● **Entries provided**
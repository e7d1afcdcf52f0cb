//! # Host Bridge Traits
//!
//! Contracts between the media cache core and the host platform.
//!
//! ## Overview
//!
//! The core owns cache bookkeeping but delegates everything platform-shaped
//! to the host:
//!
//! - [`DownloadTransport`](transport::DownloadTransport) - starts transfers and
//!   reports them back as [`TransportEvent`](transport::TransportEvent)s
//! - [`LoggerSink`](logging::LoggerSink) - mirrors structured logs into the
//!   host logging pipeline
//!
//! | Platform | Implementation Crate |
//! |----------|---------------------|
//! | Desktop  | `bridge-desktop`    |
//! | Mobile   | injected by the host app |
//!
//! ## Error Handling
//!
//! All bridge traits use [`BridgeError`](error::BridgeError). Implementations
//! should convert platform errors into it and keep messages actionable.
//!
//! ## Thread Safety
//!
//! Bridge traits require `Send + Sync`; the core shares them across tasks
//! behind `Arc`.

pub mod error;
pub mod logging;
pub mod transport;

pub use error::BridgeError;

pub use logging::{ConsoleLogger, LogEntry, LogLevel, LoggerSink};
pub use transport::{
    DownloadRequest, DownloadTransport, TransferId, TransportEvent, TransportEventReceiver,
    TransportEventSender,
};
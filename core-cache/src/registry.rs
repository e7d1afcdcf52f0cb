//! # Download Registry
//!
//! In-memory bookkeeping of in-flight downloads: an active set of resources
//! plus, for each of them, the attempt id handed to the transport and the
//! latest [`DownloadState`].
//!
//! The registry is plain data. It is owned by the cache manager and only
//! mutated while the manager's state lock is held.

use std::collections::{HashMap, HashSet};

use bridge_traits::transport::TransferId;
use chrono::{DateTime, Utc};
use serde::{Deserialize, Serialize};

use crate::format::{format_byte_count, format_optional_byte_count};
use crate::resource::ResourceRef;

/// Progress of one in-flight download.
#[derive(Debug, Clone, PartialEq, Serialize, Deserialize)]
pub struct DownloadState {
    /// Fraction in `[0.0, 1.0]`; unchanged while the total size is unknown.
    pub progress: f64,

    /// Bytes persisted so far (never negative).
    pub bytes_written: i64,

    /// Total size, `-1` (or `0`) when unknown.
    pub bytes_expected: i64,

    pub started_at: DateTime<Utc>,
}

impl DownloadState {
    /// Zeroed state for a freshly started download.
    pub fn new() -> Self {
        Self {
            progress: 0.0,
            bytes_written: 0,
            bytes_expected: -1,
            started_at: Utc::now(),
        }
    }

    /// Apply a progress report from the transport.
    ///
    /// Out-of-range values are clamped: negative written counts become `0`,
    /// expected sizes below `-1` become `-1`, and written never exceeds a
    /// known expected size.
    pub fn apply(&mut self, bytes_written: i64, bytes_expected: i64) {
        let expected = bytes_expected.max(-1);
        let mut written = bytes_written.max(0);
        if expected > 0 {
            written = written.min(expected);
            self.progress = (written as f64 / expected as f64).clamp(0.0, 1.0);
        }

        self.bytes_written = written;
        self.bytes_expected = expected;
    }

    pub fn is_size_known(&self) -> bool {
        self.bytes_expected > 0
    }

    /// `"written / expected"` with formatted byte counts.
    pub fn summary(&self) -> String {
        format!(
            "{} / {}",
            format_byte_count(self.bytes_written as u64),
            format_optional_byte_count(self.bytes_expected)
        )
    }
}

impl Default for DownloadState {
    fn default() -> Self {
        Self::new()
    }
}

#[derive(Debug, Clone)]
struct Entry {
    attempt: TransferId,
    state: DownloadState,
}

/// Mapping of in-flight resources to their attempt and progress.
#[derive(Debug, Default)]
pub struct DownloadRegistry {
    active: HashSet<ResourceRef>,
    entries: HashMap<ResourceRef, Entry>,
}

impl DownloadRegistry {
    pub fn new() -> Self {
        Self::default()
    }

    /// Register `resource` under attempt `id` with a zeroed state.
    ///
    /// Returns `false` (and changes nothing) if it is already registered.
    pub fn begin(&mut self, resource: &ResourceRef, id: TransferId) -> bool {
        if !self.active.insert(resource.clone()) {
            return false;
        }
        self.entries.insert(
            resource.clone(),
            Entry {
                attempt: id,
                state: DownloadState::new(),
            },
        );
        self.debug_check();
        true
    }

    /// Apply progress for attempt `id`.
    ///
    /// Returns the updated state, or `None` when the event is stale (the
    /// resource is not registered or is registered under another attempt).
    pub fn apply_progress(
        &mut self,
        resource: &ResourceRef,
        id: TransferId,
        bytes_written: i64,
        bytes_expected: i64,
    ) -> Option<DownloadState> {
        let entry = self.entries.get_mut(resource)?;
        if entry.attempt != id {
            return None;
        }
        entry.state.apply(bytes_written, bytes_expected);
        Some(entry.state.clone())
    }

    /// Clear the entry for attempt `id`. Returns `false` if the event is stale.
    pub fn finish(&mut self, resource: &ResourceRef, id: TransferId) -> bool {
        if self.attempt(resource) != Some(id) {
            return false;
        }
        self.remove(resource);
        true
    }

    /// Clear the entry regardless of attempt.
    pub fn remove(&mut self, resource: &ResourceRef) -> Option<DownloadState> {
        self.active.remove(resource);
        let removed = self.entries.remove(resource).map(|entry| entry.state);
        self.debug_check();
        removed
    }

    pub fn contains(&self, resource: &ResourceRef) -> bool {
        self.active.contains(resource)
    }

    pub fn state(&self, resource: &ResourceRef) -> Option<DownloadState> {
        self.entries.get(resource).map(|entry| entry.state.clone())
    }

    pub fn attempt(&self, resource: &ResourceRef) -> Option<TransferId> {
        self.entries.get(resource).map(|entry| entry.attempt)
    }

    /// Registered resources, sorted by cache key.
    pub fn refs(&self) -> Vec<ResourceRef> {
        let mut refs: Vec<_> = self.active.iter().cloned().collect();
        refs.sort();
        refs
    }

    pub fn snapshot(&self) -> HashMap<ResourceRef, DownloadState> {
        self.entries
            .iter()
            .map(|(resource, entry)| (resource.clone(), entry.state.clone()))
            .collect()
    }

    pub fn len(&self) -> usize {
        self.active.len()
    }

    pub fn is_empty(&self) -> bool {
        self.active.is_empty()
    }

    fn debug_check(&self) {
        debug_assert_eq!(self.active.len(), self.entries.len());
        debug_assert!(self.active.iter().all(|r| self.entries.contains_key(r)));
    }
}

● **Problem to solve**
Exact copies of the line with "self.active.is_empty()" and of every later line in the entries make up the whole answer.

● **Written response**
        self.active.is_empty()
    }

    fn debug_check(&self) {
        debug_assert_eq!(self.active.len(), self.entries.len());
        debug_assert!(self.active.iter().all(|r| self.entries.contains_key(r)));
    }
}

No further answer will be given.